Like Bes and Cec were when they lied to me.
I do feel, though, as if a piece of my soul gets carved away each time someone—no matter how evil they are—dies by my hand.
Dunking my head under the surface, I scrub the soap from my hair, coming up for air to add more hot water to the tub so I can soak for a while longer. I sigh, sinking lower into the bath.
Before I realize what’s happening, tears slice unabated down my cheeks, hotter than any bath water.
I didn’t even feel them start to build behind my eyes, but now I can’t seem to stop them—burning, aching.
My heart feels as if it’s being ripped apart inside my chest by sharp nails and callous hands. A sob tears from my throat.
Nonna once told me that, sometimes, when things get to be too much, we need a good cry. It’s the only way to purge whatever feelings are poisoning us. And we should never feel any shame in it.
Remembering her words allows me to breathe a little easier; knowing she’s not there to say them to me only makes me cry harder.
Nonna… I’m not sure how, but I’ll get Ansaldo to tell me about her. I need to know how deeply she’s involved. Does she even know about the Order of Cavendi? Did she mean for things to go wrong at the Temple of Seti I? Was I always meant to come here? And if so, who knew of the manipulation?

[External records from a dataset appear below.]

//! In-memory provider for tests. Counts calls so cache behaviour is checkable.

use std::collections::HashMap;
use std::sync::atomic::{AtomicUsize, Ordering};

use anyhow::Result;
use async_trait::async_trait;
use chrono::NaiveDate;

use super::{ListingFrame, MarketDataProvider, RawFrame};
use crate::types::Market;

#[derive(Default)]
pub struct FakeProvider {
    pub listings: HashMap<Market, ListingFrame>,
    pub series: HashMap<String, RawFrame>,
    pub listing_calls: AtomicUsize,
    pub daily_calls: AtomicUsize,
}

impl FakeProvider {
    pub fn new() -> Self {
        Self::default()
    }

    pub fn with_listing(mut self, market: Market, listing: ListingFrame) -> Self {
        self.listings.insert(market, listing);
        self
    }

    pub fn with_series(mut self, symbol: &str, frame: RawFrame) -> Self {
        self.series.insert(symbol.to_string(), frame);
        self
    }

    pub fn listing_calls(&self) -> usize {
        self.listing_calls.load(Ordering::Relaxed)
    }

    pub fn daily_calls(&self) -> usize {
        self.daily_calls.load(Ordering::Relaxed)
    }
}

#[async_trait]
impl MarketDataProvider for FakeProvider {
    async fn listing(&self, market: Market) -> Result<ListingFrame> {
        self.listing_calls.fetch_add(1, Ordering::Relaxed);
        match self.listings.get(&market) {
            Some(l) => Ok(l.clone()),
            None => anyhow::bail!("listing endpoint for {market} unreachable"),
        }
    }

    async fn daily(&self, symbol: &str, start: NaiveDate, end: NaiveDate) -> Result<RawFrame> {
        self.daily_calls.fetch_add(1, Ordering::Relaxed);
        let frame = match self.series.get(symbol) {
            Some(f) => f,
            None => anyhow::bail!("no data found for {symbol}"),
        };

        // Honour the requested window like a real endpoint would.
        let keep: Vec<usize> = frame
            .dates
            .iter()
            .enumerate()
            .filter(|(_, d)| **d >= start && **d <= end)
            .map(|(i, _)| i)
            .collect();
        let mut out = RawFrame::new(keep.iter().map(|&i| frame.dates[i]).collect());
        for col in &frame.columns {
            out = out.with_column(
                col.name.clone(),
                keep.iter().map(|&i| col.values[i]).collect(),
            );
        }
        Ok(out)
    }
}

/// `n` consecutive calendar days starting 2024-01-01 with closes `1..=n`.
pub fn ohlcv_frame(n: usize) -> RawFrame {
    let start = NaiveDate::from_ymd_opt(2024, 1, 1).expect("valid date");
    let dates = (0..n)
        .map(|i| start + chrono::Duration::days(i as i64))
        .collect();
    let closes: Vec<f64> = (1..=n).map(|i| i as f64).collect();
    RawFrame::new(dates)
        .with_column("Open", closes.iter().map(|c| c - 0.5).collect())
        .with_column("High", closes.iter().map(|c| c + 1.0).collect())
        .with_column("Low", closes.iter().map(|c| c - 1.0).collect())
        .with_column("Close", closes.clone())
        .with_column("Volume", vec![1000.0; n])
}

If not—if my being here was only in case something went wrong in Egypt—then does she truly think Arturo can protect me? Why let me go at all if this expedition was dangerous enough to require such an elaborate escape plan?

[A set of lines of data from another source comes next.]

// =============================================================================
// Dashboard Session: one explicit request per user action
// =============================================================================
//
// Owns the catalog and series loaders (and therefore their memo caches) for
// the lifetime of the session. Each `ChartRequest` captures every current
// input selection and runs the whole pipeline once:
//
//   catalog → instrument → series → insufficient-data check → overlays/config
//
// The insufficient-data check is the caller-side policy; the preparer itself
// never applies it.
// =============================================================================

use std::sync::Arc;

use chrono::{Local, NaiveDate, TimeDelta};
use serde::{Deserialize, Serialize};
use tracing::{info, info_span, warn, Instrument as _};

use crate::catalog::{Catalog, CatalogLoader};
use crate::chart::{prepare_chart, ChartConfig, DisplayOptions, Overlays, MAV_COLORS};
use crate::error::ChartError;
use crate::provider::MarketDataProvider;
use crate::runtime_config::{DashboardConfig, DEFAULT_LOOKBACK_DAYS};
use crate::series::SeriesPreparer;
use crate::types::{Instrument, Market, PriceBar};

/// All current input selections. Omitted fields fall back to the session
/// defaults.
#[derive(Debug, Clone, Default, Serialize, Deserialize)]
pub struct ChartRequest {
    pub market: Market,
    /// Display name as shown in the catalog.
    #[serde(default)]
    pub name: Option<String>,
    /// Symbol code, used when `name` is absent.
    #[serde(default)]
    pub symbol: Option<String>,
    #[serde(default)]
    pub start: Option<NaiveDate>,
    #[serde(default)]
    pub end: Option<NaiveDate>,
    #[serde(default)]
    pub mavs: Option<Vec<usize>>,
    #[serde(default)]
    pub show_volume: Option<bool>,
    #[serde(default)]
    pub show_bollinger: Option<bool>,
}

#[derive(Debug, Clone, Serialize)]
pub struct ChartResponse {
    /// `"{display name} ({symbol code})"`
    pub title: String,
    pub instrument: Instrument,
    pub start: NaiveDate,
    pub end: NaiveDate,
    pub bars: Vec<PriceBar>,
    pub overlays: Overlays,
    pub config: ChartConfig,
}

#[derive(Debug, Clone, Serialize)]
pub struct MavOption {
    pub window: usize,
    pub color: &'static str,
}

#[derive(Debug, Clone, Serialize)]
pub struct MavOptions {
    pub options: Vec<MavOption>,
    pub default: Vec<usize>,
}

pub struct DashboardSession {
    config: DashboardConfig,
    catalogs: CatalogLoader,
    series: SeriesPreparer,
}

impl DashboardSession {
    pub fn new(provider: Arc<dyn MarketDataProvider>, config: DashboardConfig) -> Self {
        Self {
            catalogs: CatalogLoader::new(provider.clone()),
            series: SeriesPreparer::new(provider),
            config,
        }
    }

    /// Catalog for `market`; an empty listing is `CatalogUnavailable`.
    pub async fn catalog(&self, market: Market) -> Result<Catalog, ChartError> {
        let catalog = self.catalogs.load_catalog(market).await;
        if catalog.is_empty() {
            return Err(ChartError::CatalogUnavailable { market });
        }
        Ok(catalog)
    }

    pub fn mav_options(&self) -> MavOptions {
        MavOptions {
            options: MAV_COLORS
                .iter()
                .map(|&(window, color)| MavOption { window, color })
                .collect(),
            default: self.config.default_mavs.clone(),
        }
    }

    /// Run the full pipeline for one user action.
    pub async fn run(&self, request: ChartRequest) -> Result<ChartResponse, ChartError> {
        let request_id = uuid::Uuid::new_v4();
        let span = info_span!("chart_request", %request_id, market = %request.market);
        self.run_inner(request).instrument(span).await
    }

    async fn run_inner(&self, request: ChartRequest) -> Result<ChartResponse, ChartError> {
        let catalog = self.catalog(request.market).await?;
        let instrument = resolve_instrument(&catalog, &request)?.clone();

        let today = Local::now().date_naive();
        let end = request.end.unwrap_or(today);
        let start = request
            .start
            .unwrap_or_else(|| lookback_start(today, self.config.default_lookback_days));

        let prepared = self
            .series
            .prepare_series(&instrument.symbol_code, start, end)
            .await;
        if let Some(diagnostic) = prepared.diagnostic {
            return Err(ChartError::SeriesFetchFailed {
                symbol: instrument.symbol_code,
                diagnostic,
            });
        }
        check_sufficient(&instrument.symbol_code, &prepared.bars, self.config.min_bars)?;

        let options = DisplayOptions {
            mavs: request
                .mavs
                .unwrap_or_else(|| self.config.default_mavs.clone()),
            show_volume: request
                .show_volume
                .unwrap_or(self.config.default_show_volume),
            show_bollinger: request
                .show_bollinger
                .unwrap_or(self.config.default_show_bollinger),
        };
        let (overlays, config) = prepare_chart(&prepared.bars, &options)?;

        info!(
            symbol = %instrument.symbol_code,
            bars = prepared.bars.len(),
            mavs = ?options.mavs,
            "chart prepared"
        );

        Ok(ChartResponse {
            title: format!("{} ({})", instrument.display_name, instrument.symbol_code),
            instrument,
            start,
            end,
            bars: prepared.bars,
            overlays,
            config,
        })
    }
}

/// `today` minus `days`. A negative or unrepresentable lookback falls back to
/// the default window.
fn lookback_start(today: NaiveDate, days: i64) -> NaiveDate {
    let back = |d: i64| {
        TimeDelta::try_days(d)
            .filter(|_| d >= 0)
            .and_then(|delta| today.checked_sub_signed(delta))
    };
    back(days)
        .or_else(|| {
            warn!(days, "configured lookback out of range, using default");
            back(DEFAULT_LOOKBACK_DAYS)
        })
        .unwrap_or(today)
}

/// Name first, then code, then the first listed instrument.
fn resolve_instrument<'a>(
    catalog: &'a Catalog,
    request: &ChartRequest,
) -> Result<&'a Instrument, ChartError> {
    let found = match (&request.name, &request.symbol) {
        (Some(name), _) => catalog.by_name(name),
        (None, Some(code)) => catalog.by_code(code),
        (None, None) => catalog.entries.first(),
    };
    found.ok_or_else(|| ChartError::UnknownInstrument {
        market: catalog.market,
        query: request
            .name
            .clone()
            .or_else(|| request.symbol.clone())
            .unwrap_or_default(),
    })
}

/// Caller-side policy: too few bars halts the flow.
pub fn check_sufficient(symbol: &str, bars: &[PriceBar], required: usize) -> Result<(), ChartError> {
    if bars.len() < required {
        warn!(symbol, bars = bars.len(), required, "insufficient data for chart");
        return Err(ChartError::InsufficientData {
            symbol: symbol.to_string(),
            bars: bars.len(),
            required,
        });
    }
    Ok(())
}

No one can answer your questions if you stay in this bath forever.
I sniff, my tears gradually stopping.
Stone by stone in the cooling bathwater, I repair the dam broken, taming the thoughts swirling around inside my mind.
Because, even though I’m trapped in this place, I’m goddamn tired of running.
All the answers to my questions lie here, at the Order of Cavendi.
Besides, I have the Amulet of Amun to look after. And I have Bes and Cec.
No matter how difficult it is to believe, I’m not alone in this.